**TASK STATEMENT**.
Below are records; output all of them exactly.

[Collected data]
-- Opening Marker --
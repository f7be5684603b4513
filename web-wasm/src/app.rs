//! メインアプリケーションコンポーネント

use std::rc::Rc;

use leptos::html;
use leptos::prelude::*;
use leptos::task::spawn_local;
use qr_scan_common::{
    CameraBackend, CameraPhase, CameraRequest, CameraSession, DecodeStrategy, Decoder, Preview,
    ScanError, ScanMode, ScannerState,
};

use crate::camera::{self, BrowserCamera, BrowserStream};
use crate::clipboard;
use crate::components::{
    camera_view::CameraView, error_banner::ErrorBanner, header::Header,
    mode_selector::ModeSelector, result_panel::ResultPanel, upload_area::UploadArea,
};
use crate::detector::NativeBarcodeDetector;
use crate::upload;

/// BarcodeDetector があれば優先、なければ同梱デコーダのみ
fn build_decoder() -> Decoder {
    let mut primary: Vec<Box<dyn DecodeStrategy>> = Vec::new();
    if NativeBarcodeDetector::is_supported() {
        primary.push(Box::new(NativeBarcodeDetector));
    }
    Decoder::new(primary)
}

/// 画面の操作をまとめたハンドル
///
/// 中身はすべてリアクティブシステムのハンドルなので `Copy` で各コンポーネントに渡せる。
#[derive(Clone, Copy)]
pub struct Controller {
    pub state: RwSignal<ScannerState>,
    pub video: NodeRef<html::Video>,
    /// コピー完了などの一時メッセージ
    pub notice: RwSignal<Option<String>>,
    session: StoredValue<CameraSession<BrowserStream>, LocalStorage>,
    decoder: StoredValue<Rc<Decoder>, LocalStorage>,
    /// カメラ要求の世代（古い getUserMedia の完了を捨てる）
    request: StoredValue<u64>,
}

impl Controller {
    pub fn new() -> Self {
        Self {
            state: RwSignal::new(ScannerState::new()),
            video: NodeRef::new(),
            notice: RwSignal::new(None),
            session: StoredValue::new_local(CameraSession::new()),
            decoder: StoredValue::new_local(Rc::new(build_decoder())),
            request: StoredValue::new(0),
        }
    }

    pub fn mode(&self) -> ScanMode {
        self.state.with(|s| s.mode())
    }

    pub fn is_busy(&self) -> bool {
        self.state.with(|s| s.is_busy())
    }

    pub fn camera_phase(&self) -> CameraPhase {
        self.state.with(|s| s.camera())
    }

    /// モード切替。カメラが動いていれば解放し、表示はすべて消去
    pub fn select_mode(&self, mode: ScanMode) {
        self.release_preview();
        self.request.update_value(|r| *r += 1);
        let change = self.state.try_update(|s| s.set_mode(mode));
        if change.map(|c| c.release_camera).unwrap_or(true) {
            self.session.update_value(|c| c.stop());
        }
        self.notice.set(None);

        if mode == ScanMode::Camera {
            self.start_camera();
        }
    }

    fn start_camera(&self) {
        let Some(video) = self.video.get_untracked() else {
            self.state.update(|s| {
                s.camera_failed(ScanError::Processing("video 要素がありません".into()))
            });
            return;
        };

        let request_id = self.request.get_value();
        self.session.update_value(|c| c.begin_request());
        self.state.update(|s| s.camera_requested());

        let this = *self;
        spawn_local(async move {
            let opened = BrowserCamera::new(video.clone())
                .open(&CameraRequest::default())
                .await;

            let stream = match opened {
                Ok(stream) => stream,
                Err(e) => {
                    if this.is_current(request_id) {
                        this.session.update_value(|c| c.fail());
                        this.state.update(|s| s.camera_failed(e));
                    }
                    return;
                }
            };

            // 古い要求のストリームはここで drop され、video に触れずに解放される
            let media = stream.media();
            let attached = this.is_current(request_id)
                && this
                    .session
                    .try_update_value(|c| c.attach(stream))
                    .unwrap_or(false);
            if !attached {
                return;
            }

            // 登録済みのストリームだけを video に流す
            let shown = camera::show(&video, &media).await;
            if !this.is_current(request_id) {
                return;
            }
            match shown {
                Ok(()) => this.state.update(|s| s.camera_started()),
                Err(e) => {
                    this.session.update_value(|c| c.stop());
                    this.state.update(|s| s.camera_failed(e));
                }
            }
        });
    }

    fn is_current(&self, request_id: u64) -> bool {
        self.request.try_get_value() == Some(request_id)
    }

    /// 現在のフレームをデコード。成功したらカメラを止める
    pub fn capture(&self) {
        let Some(ticket) = self.state.try_update(|s| s.begin_decode()).flatten() else {
            return;
        };
        let frame = self
            .session
            .try_update_value(|c| c.grab_frame())
            .unwrap_or(Ok(None));
        let decoder = self.decoder.get_value();

        let this = *self;
        spawn_local(async move {
            let outcome = match frame {
                Ok(Some(frame)) => Ok(decoder.decode(&frame).await),
                Ok(None) => Ok(None),
                Err(e) => Err(e),
            };
            let applied = this
                .state
                .try_update(|s| s.finish_decode(ticket, outcome))
                .unwrap_or(false);

            if applied && this.state.with_untracked(|s| s.has_result()) {
                this.session.update_value(|c| c.stop());
                this.state.update(|s| s.camera_stopped());
            }
        });
    }

    pub fn close_camera(&self) {
        self.select_mode(ScanMode::Idle);
    }

    /// 画像ファイルを読み取る
    pub fn upload(&self, file: web_sys::File) {
        self.select_mode(ScanMode::Upload);

        let url = match upload::preview_url(&file) {
            Ok(url) => url,
            Err(e) => {
                self.state.update(|s| s.reject(e));
                return;
            }
        };
        let Some(ticket) = self.state.try_update(|s| s.begin_decode()).flatten() else {
            upload::revoke(&url);
            return;
        };
        self.state
            .update(|s| s.set_preview(Preview::new(url.clone())));
        let decoder = self.decoder.get_value();

        let this = *self;
        spawn_local(async move {
            let outcome = match upload::read_pixels(&url).await {
                Ok(pixels) => {
                    let preview = Preview::new(url.clone())
                        .with_dimensions(pixels.width(), pixels.height());
                    this.state.update(|s| {
                        if s.preview().map(|p| p.source == url).unwrap_or(false) {
                            s.set_preview(preview);
                        }
                    });
                    Ok(decoder.decode(&pixels).await)
                }
                Err(e) => Err(e),
            };
            this.state.update(|s| {
                s.finish_decode(ticket, outcome);
            });
        });
    }

    /// 生テキストをクリップボードへ
    pub fn copy(&self) {
        let Some(raw) = self.state.with_untracked(|s| s.result().map(|r| r.raw.clone())) else {
            return;
        };
        let this = *self;
        spawn_local(async move {
            match clipboard::write_text(&raw).await {
                Ok(()) => this.notice.set(Some("コピーしました".into())),
                Err(e) => this.state.update(|s| {
                    s.reject(ScanError::Processing(format!("コピーに失敗しました: {}", e)))
                }),
            }
        });
    }

    pub fn dismiss(&self) {
        self.state.update(|s| s.dismiss_error());
        self.notice.set(None);
    }

    fn release_preview(&self) {
        let source = self
            .state
            .try_with_untracked(|s| s.preview().map(|p| p.source.clone()))
            .flatten();
        if let Some(source) = source {
            upload::revoke(&source);
        }
    }

    /// アンマウント時: カメラとプレビューURLを解放
    fn teardown(&self) {
        self.release_preview();
        self.session.try_update_value(|c| c.stop());
    }
}

/// メインアプリケーションコンポーネント
#[component]
pub fn App() -> impl IntoView {
    let controller = Controller::new();
    on_cleanup(move || controller.teardown());

    view! {
        <div class="container">
            <Header />

            <ModeSelector controller=controller />

            <ErrorBanner controller=controller />

            // video 要素は getUserMedia 前に存在している必要があるため常に描画
            <CameraView controller=controller />

            <Show when=move || controller.mode() == ScanMode::Upload>
                <UploadArea controller=controller />
            </Show>

            <Show when=move || controller.mode() == ScanMode::Idle>
                <p class="text-muted">"カメラまたは画像ファイルを選んでください"</p>
            </Show>

            <ResultPanel controller=controller />
        </div>
    }
}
-- Closing Marker --
**RESPONSE TO THE TASK**.
repository f7be5684603b4513
filename web-wasm/src/app.rs
//! メインアプリケーションコンポーネント

use std::rc::Rc;

use leptos::html;
use leptos::prelude::*;
use leptos::task::spawn_local;
use qr_scan_common::{
    CameraBackend, CameraPhase, CameraRequest, CameraSession, DecodeStrategy, Decoder, Preview,
    ScanError, ScanMode, ScannerState,
};

use crate::camera::{self, BrowserCamera, BrowserStream};
use crate::clipboard;
use crate::components::{
    camera_view::CameraView, error_banner::ErrorBanner, header::Header,
    mode_selector::ModeSelector, result_panel::ResultPanel, upload_area::UploadArea,
};
use crate::detector::NativeBarcodeDetector;
use crate::upload;

/// BarcodeDetector があれば優先、なければ同梱デコーダのみ
fn build_decoder() -> Decoder {
    let mut primary: Vec<Box<dyn DecodeStrategy>> = Vec::new();
    if NativeBarcodeDetector::is_supported() {
        primary.push(Box::new(NativeBarcodeDetector));
    }
    Decoder::new(primary)
}

/// 画面の操作をまとめたハンドル
///
/// 中身はすべてリアクティブシステムのハンドルなので `Copy` で各コンポーネントに渡せる。
#[derive(Clone, Copy)]
pub struct Controller {
    pub state: RwSignal<ScannerState>,
    pub video: NodeRef<html::Video>,
    /// コピー完了などの一時メッセージ
    pub notice: RwSignal<Option<String>>,
    session: StoredValue<CameraSession<BrowserStream>, LocalStorage>,
    decoder: StoredValue<Rc<Decoder>, LocalStorage>,
    /// カメラ要求の世代（古い getUserMedia の完了を捨てる）
    request: StoredValue<u64>,
}

impl Controller {
    pub fn new() -> Self {
        Self {
            state: RwSignal::new(ScannerState::new()),
            video: NodeRef::new(),
            notice: RwSignal::new(None),
            session: StoredValue::new_local(CameraSession::new()),
            decoder: StoredValue::new_local(Rc::new(build_decoder())),
            request: StoredValue::new(0),
        }
    }

    pub fn mode(&self) -> ScanMode {
        self.state.with(|s| s.mode())
    }

    pub fn is_busy(&self) -> bool {
        self.state.with(|s| s.is_busy())
    }

    pub fn camera_phase(&self) -> CameraPhase {
        self.state.with(|s| s.camera())
    }

    /// モード切替。カメラが動いていれば解放し、表示はすべて消去
    pub fn select_mode(&self, mode: ScanMode) {
        self.release_preview();
        self.request.update_value(|r| *r += 1);
        let change = self.state.try_update(|s| s.set_mode(mode));
        if change.map(|c| c.release_camera).unwrap_or(true) {
            self.session.update_value(|c| c.stop());
        }
        self.notice.set(None);

        if mode == ScanMode::Camera {
            self.start_camera();
        }
    }

    fn start_camera(&self) {
        let Some(video) = self.video.get_untracked() else {
            self.state.update(|s| {
                s.camera_failed(ScanError::Processing("video 要素がありません".into()))
            });
            return;
        };

        let request_id = self.request.get_value();
        self.session.update_value(|c| c.begin_request());
        self.state.update(|s| s.camera_requested());

        let this = *self;
        spawn_local(async move {
            let opened = BrowserCamera::new(video.clone())
                .open(&CameraRequest::default())
                .await;

            let stream = match opened {
                Ok(stream) => stream,
                Err(e) => {
                    if this.is_current(request_id) {
                        this.session.update_value(|c| c.fail());
                        this.state.update(|s| s.camera_failed(e));
                    }
                    return;
                }
            };

            // 古い要求のストリームはここで drop され、video に触れずに解放される
            let media = stream.media();
            let attached = this.is_current(request_id)
                && this
                    .session
                    .try_update_value(|c| c.attach(stream))
                    .unwrap_or(false);
            if !attached {
                return;
            }

            // 登録済みのストリームだけを video に流す
            let shown = camera::show(&video, &media).await;
            if !this.is_current(request_id) {
                return;
            }
            match shown {
                Ok(()) => this.state.update(|s| s.camera_started()),
                Err(e) => {
                    this.session.update_value(|c| c.stop());
                    this.state.update(|s| s.camera_failed(e));
                }
            }
        });
    }

    fn is_current(&self, request_id: u64) -> bool {
        self.request.try_get_value() == Some(request_id)
    }

    /// 現在のフレームをデコード。成功したらカメラを止める
    pub fn capture(&self) {
        let Some(ticket) = self.state.try_update(|s| s.begin_decode()).flatten() else {
            return;
        };
        let frame = self
            .session
            .try_update_value(|c| c.grab_frame())
            .unwrap_or(Ok(None));
        let decoder = self.decoder.get_value();

        let this = *self;
        spawn_local(async move {
            let outcome = match frame {
                Ok(Some(frame)) => Ok(decoder.decode(&frame).await),
                Ok(None) => Ok(None),
                Err(e) => Err(e),
            };
            let applied = this
                .state
                .try_update(|s| s.finish_decode(ticket, outcome))
                .unwrap_or(false);

            if applied && this.state.with_untracked(|s| s.has_result()) {
                this.session.update_value(|c| c.stop());
                this.state.update(|s| s.camera_stopped());
            }
        });
    }

    pub fn close_camera(&self) {
        self.select_mode(ScanMode::Idle);
    }

    /// 画像ファイルを読み取る
    pub fn upload(&self, file: web_sys::File) {
        self.select_mode(ScanMode::Upload);

        let url = match upload::preview_url(&file) {
            Ok(url) => url,
            Err(e) => {
                self.state.update(|s| s.reject(e));
                return;
            }
        };
        let Some(ticket) = self.state.try_update(|s| s.begin_decode()).flatten() else {
            upload::revoke(&url);
            return;
        };
        self.state
            .update(|s| s.set_preview(Preview::new(url.clone())));
        let decoder = self.decoder.get_value();

        let this = *self;
        spawn_local(async move {
            let outcome = match upload::read_pixels(&url).await {
                Ok(pixels) => {
                    let preview = Preview::new(url.clone())
                        .with_dimensions(pixels.width(), pixels.height());
                    this.state.update(|s| {
                        if s.preview().map(|p| p.source == url).unwrap_or(false) {
                            s.set_preview(preview);
                        }
                    });
                    Ok(decoder.decode(&pixels).await)
                }
                Err(e) => Err(e),
            };
            this.state.update(|s| {
                s.finish_decode(ticket, outcome);
            });
        });
    }

    /// 生テキストをクリップボードへ
    pub fn copy(&self) {
        let Some(raw) = self.state.with_untracked(|s| s.result().map(|r| r.raw.clone())) else {
            return;
        };
        let this = *self;
        spawn_local(async move {
            match clipboard::write_text(&raw).await {
                Ok(()) => this.notice.set(Some("コピーしました".into())),
                Err(e) => this.state.update(|s| {
                    s.reject(ScanError::Processing(format!("コピーに失敗しました: {}", e)))
                }),
            }
        });
    }

    pub fn dismiss(&self) {
        self.state.update(|s| s.dismiss_error());
        self.notice.set(None);
    }

    fn release_preview(&self) {
        let source = self
            .state
            .try_with_untracked(|s| s.preview().map(|p| p.source.clone()))
            .flatten();
        if let Some(source) = source {
            upload::revoke(&source);
        }
    }

    /// アンマウント時: カメラとプレビューURLを解放
    fn teardown(&self) {
        self.release_preview();
        self.session.try_update_value(|c| c.stop());
    }
}

/// メインアプリケーションコンポーネント
#[component]
pub fn App() -> impl IntoView {
    let controller = Controller::new();
    on_cleanup(move || controller.teardown());

    view! {
        <div class="container">
            <Header />

            <ModeSelector controller=controller />

            <ErrorBanner controller=controller />

            // video 要素は getUserMedia 前に存在している必要があるため常に描画
            <CameraView controller=controller />

            <Show when=move || controller.mode() == ScanMode::Upload>
                <UploadArea controller=controller />
            </Show>

            <Show when=move || controller.mode() == ScanMode::Idle>
                <p class="text-muted">"カメラまたは画像ファイルを選んでください"</p>
            </Show>

            <ResultPanel controller=controller />
        </div>
    }
}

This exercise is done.